Problem to solve.
Starting with the opening line of the material, restate every line word for word, and end on the line containing "fn reward(&self, achieved: &[f32], desired: &[f32]) -> f32;".

Task input.
* * * *

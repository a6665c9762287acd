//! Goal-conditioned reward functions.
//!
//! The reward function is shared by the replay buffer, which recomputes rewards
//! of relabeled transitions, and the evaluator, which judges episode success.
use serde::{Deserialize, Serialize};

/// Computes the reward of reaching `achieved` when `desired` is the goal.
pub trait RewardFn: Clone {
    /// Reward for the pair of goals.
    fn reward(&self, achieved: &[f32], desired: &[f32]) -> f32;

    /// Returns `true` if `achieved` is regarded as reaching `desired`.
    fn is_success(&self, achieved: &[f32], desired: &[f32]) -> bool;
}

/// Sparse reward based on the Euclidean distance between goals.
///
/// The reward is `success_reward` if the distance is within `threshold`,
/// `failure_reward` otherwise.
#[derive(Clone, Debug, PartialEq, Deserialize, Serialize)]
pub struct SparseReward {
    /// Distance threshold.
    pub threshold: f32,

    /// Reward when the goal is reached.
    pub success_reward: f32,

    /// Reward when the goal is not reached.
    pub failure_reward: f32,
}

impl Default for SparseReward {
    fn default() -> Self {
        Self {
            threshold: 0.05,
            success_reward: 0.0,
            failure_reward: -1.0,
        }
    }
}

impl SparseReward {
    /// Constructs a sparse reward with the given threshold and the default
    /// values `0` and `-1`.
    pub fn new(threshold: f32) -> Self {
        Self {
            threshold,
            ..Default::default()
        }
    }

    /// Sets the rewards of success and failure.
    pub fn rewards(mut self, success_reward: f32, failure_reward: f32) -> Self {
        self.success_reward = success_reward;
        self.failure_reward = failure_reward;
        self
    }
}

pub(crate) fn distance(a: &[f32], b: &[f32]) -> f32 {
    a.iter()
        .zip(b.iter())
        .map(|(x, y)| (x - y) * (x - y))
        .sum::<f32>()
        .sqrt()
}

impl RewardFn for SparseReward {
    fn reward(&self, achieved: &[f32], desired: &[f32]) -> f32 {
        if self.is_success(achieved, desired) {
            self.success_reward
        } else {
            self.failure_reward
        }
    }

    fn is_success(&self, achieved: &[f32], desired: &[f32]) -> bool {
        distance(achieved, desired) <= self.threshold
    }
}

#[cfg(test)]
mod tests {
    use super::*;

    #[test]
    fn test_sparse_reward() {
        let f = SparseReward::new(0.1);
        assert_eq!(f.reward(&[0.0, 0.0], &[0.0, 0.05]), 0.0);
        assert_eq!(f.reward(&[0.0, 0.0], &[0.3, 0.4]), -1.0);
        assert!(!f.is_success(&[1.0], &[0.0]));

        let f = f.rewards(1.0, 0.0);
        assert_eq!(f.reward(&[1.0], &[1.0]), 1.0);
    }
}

* * * *

Output for this exercise.
repository a6665c9762287acd
//! Goal-conditioned reward functions.
//!
//! The reward function is shared by the replay buffer, which recomputes rewards
//! of relabeled transitions, and the evaluator, which judges episode success.
use serde::{Deserialize, Serialize};

/// Computes the reward of reaching `achieved` when `desired` is the goal.
pub trait RewardFn: Clone {
    /// Reward for the pair of goals.
    fn reward(&self, achieved: &[f32], desired: &[f32]) -> f32;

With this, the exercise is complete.